YOUR GOAL — Here is a block of entries. Write out its lines exactly, from the first through the one containing "fn current_period() ->".

※ ※ ※

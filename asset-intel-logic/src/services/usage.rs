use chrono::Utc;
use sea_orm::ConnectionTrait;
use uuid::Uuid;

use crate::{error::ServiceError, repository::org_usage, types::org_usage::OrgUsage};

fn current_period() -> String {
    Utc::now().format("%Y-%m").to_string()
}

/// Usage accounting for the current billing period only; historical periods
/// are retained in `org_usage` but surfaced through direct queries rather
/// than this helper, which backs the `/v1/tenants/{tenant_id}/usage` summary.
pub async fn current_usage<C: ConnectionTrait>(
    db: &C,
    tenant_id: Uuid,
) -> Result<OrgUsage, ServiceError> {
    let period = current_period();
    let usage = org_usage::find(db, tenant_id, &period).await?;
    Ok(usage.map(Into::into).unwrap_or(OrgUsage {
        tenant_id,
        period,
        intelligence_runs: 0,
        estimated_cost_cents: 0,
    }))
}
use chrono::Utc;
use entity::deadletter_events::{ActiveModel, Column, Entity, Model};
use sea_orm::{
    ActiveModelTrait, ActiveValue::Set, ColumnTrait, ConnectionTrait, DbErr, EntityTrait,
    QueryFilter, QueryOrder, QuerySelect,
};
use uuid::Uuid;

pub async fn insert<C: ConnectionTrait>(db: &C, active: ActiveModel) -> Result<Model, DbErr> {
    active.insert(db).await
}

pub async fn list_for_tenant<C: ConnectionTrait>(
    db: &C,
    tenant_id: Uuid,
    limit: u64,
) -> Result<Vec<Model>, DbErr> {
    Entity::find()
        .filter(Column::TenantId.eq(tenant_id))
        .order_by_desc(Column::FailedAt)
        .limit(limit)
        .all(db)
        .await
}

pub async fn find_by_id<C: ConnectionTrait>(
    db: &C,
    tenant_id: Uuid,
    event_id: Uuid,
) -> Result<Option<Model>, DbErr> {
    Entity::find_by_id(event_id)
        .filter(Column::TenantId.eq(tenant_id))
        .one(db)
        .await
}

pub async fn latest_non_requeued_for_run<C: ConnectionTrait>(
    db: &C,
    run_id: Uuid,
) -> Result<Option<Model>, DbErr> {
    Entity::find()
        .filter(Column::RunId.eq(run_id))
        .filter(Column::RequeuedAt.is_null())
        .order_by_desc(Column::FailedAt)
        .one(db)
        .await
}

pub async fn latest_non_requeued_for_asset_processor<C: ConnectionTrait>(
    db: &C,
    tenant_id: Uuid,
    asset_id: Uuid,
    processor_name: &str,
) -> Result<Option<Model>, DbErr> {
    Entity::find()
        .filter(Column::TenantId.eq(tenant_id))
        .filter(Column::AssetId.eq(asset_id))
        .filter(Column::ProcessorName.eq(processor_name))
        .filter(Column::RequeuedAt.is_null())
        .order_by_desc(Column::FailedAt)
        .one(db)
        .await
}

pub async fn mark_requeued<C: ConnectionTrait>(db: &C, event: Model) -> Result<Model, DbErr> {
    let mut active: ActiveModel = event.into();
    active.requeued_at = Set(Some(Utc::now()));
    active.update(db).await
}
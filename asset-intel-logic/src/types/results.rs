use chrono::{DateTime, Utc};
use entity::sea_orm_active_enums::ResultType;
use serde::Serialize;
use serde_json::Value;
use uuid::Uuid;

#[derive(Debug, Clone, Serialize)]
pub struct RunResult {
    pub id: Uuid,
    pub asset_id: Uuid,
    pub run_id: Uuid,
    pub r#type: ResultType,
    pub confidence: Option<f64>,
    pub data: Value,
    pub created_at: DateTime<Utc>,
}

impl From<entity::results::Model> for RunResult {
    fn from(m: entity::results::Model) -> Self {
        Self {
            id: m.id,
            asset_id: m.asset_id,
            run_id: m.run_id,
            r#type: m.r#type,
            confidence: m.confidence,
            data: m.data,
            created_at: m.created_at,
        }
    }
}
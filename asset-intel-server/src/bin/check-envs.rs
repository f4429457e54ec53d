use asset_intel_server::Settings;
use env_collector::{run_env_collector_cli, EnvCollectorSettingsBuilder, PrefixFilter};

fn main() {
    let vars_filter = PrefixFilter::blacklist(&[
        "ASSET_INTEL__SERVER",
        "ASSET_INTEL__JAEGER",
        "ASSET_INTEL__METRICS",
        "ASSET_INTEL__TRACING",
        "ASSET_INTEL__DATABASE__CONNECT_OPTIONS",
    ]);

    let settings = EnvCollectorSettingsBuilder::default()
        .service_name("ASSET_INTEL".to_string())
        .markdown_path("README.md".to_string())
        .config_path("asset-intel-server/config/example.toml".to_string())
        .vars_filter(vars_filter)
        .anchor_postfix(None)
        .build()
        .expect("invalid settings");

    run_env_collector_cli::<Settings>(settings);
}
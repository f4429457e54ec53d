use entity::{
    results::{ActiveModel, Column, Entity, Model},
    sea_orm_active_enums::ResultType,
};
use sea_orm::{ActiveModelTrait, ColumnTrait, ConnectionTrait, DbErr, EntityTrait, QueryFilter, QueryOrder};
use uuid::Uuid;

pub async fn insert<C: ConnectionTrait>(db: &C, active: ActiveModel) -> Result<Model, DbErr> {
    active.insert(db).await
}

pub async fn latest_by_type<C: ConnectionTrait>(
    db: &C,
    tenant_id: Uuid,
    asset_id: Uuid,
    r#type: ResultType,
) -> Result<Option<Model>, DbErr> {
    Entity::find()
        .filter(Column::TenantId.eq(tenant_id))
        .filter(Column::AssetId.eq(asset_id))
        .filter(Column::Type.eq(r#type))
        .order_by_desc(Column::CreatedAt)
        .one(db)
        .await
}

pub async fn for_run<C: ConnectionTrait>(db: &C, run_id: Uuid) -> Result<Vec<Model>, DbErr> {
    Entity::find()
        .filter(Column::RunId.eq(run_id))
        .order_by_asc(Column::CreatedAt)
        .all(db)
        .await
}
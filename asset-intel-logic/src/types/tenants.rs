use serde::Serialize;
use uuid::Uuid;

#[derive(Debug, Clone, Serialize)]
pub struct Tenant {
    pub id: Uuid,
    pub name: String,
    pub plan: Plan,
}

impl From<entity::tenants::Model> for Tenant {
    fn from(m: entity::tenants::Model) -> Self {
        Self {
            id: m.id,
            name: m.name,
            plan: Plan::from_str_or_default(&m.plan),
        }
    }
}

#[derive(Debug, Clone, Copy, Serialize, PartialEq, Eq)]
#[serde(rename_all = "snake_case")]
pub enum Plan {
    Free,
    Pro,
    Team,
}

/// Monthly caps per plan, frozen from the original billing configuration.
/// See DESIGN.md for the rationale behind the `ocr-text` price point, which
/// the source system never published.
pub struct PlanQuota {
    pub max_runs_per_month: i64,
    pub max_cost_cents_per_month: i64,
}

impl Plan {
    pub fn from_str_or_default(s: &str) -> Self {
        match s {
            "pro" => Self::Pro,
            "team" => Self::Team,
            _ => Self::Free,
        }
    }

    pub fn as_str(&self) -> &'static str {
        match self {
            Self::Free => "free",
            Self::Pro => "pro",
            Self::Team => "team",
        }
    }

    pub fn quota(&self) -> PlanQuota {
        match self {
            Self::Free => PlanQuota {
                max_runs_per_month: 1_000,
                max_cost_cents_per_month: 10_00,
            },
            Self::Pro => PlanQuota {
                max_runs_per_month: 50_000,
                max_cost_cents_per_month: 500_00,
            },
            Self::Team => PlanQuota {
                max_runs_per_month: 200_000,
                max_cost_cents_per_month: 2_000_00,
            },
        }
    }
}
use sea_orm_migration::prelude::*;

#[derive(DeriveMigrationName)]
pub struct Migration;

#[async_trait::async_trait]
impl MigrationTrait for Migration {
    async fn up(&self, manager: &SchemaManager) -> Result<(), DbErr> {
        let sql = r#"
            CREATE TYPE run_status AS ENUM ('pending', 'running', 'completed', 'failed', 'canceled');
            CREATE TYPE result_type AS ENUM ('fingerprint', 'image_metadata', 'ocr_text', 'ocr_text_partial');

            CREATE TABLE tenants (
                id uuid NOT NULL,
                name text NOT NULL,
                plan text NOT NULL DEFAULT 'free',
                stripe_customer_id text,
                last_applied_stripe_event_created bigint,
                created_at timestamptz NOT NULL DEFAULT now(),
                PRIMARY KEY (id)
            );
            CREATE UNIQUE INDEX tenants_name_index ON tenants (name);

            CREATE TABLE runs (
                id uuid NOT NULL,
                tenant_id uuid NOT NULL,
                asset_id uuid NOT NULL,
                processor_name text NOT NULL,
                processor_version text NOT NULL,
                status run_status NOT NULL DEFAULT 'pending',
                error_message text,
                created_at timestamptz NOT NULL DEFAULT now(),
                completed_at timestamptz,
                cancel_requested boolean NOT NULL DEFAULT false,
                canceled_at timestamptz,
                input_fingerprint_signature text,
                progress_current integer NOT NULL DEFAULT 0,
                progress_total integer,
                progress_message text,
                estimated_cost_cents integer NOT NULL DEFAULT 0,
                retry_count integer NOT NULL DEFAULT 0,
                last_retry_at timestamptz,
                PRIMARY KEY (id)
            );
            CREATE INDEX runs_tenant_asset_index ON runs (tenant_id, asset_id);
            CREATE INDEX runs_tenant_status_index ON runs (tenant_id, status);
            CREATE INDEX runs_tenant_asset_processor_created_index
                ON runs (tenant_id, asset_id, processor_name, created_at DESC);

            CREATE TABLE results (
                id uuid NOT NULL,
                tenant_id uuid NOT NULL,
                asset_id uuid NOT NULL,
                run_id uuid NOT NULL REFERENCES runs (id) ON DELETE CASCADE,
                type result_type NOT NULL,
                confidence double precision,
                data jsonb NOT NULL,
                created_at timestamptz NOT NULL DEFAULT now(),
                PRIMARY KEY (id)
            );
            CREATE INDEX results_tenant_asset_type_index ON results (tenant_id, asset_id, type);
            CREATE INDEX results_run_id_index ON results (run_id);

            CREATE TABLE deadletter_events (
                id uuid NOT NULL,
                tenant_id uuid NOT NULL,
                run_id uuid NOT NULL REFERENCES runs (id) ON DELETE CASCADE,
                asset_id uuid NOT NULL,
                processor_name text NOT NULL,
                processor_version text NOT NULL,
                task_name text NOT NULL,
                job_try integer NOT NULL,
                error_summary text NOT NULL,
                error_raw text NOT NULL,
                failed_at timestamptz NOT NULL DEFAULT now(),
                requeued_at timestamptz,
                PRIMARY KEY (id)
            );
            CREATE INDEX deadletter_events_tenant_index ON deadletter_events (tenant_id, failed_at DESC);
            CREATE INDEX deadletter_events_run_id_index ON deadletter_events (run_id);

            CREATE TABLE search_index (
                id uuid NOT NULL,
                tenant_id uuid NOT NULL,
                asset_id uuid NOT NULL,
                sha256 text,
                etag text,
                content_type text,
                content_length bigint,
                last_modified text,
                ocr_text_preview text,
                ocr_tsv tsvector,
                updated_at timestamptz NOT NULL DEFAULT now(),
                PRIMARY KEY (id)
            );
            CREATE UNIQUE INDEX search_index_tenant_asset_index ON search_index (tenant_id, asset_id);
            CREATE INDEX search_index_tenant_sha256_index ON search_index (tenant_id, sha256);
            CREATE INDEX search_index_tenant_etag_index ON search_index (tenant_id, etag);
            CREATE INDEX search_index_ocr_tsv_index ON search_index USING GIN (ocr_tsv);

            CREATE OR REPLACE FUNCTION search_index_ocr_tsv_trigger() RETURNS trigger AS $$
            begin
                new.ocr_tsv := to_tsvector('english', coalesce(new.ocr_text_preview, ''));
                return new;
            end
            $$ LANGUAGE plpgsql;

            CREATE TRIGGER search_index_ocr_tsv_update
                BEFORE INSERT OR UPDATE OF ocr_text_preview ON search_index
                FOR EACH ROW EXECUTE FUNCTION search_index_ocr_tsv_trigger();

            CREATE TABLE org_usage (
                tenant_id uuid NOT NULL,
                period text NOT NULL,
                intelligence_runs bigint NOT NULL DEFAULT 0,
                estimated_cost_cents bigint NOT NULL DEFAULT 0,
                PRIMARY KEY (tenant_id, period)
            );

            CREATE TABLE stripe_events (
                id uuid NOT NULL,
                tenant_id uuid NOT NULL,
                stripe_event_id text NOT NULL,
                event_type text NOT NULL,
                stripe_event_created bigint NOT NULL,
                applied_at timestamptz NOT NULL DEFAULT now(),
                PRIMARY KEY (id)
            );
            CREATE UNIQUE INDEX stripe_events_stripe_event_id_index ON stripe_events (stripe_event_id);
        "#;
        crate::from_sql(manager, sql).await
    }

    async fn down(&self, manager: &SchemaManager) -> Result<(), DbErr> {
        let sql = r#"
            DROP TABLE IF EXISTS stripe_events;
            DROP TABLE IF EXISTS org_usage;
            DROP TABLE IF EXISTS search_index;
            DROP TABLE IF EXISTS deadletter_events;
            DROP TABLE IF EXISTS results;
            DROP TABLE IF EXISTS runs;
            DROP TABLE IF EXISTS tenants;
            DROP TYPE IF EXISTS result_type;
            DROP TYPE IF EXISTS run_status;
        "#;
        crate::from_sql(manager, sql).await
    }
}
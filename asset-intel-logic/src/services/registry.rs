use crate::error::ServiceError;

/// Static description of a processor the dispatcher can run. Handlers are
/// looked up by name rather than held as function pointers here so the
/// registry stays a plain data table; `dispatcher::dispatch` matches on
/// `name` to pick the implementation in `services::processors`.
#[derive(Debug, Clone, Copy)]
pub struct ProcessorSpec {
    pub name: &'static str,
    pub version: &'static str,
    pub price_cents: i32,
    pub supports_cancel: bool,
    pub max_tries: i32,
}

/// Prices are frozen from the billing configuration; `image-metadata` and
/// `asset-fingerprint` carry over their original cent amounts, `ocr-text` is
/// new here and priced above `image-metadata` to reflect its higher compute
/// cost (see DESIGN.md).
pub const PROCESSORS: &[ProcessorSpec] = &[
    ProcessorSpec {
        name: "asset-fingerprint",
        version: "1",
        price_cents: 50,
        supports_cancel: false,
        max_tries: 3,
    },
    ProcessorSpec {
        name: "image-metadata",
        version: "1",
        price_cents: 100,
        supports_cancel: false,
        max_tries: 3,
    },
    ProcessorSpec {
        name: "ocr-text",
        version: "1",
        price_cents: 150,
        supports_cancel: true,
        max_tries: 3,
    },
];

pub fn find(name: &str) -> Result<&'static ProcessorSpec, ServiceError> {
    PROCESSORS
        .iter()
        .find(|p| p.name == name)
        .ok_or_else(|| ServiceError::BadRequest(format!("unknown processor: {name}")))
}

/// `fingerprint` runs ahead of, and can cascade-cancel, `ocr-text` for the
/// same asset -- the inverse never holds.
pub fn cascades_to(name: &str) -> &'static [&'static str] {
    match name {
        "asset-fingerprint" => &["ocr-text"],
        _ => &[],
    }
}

※ ※ ※

TASK RESPONSE —
filename asset-intel-logic/src/services/usage.rs
use chrono::Utc;
use sea_orm::ConnectionTrait;
use uuid::Uuid;

use crate::{error::ServiceError, repository::org_usage, types::org_usage::OrgUsage};

fn current_period() -> String {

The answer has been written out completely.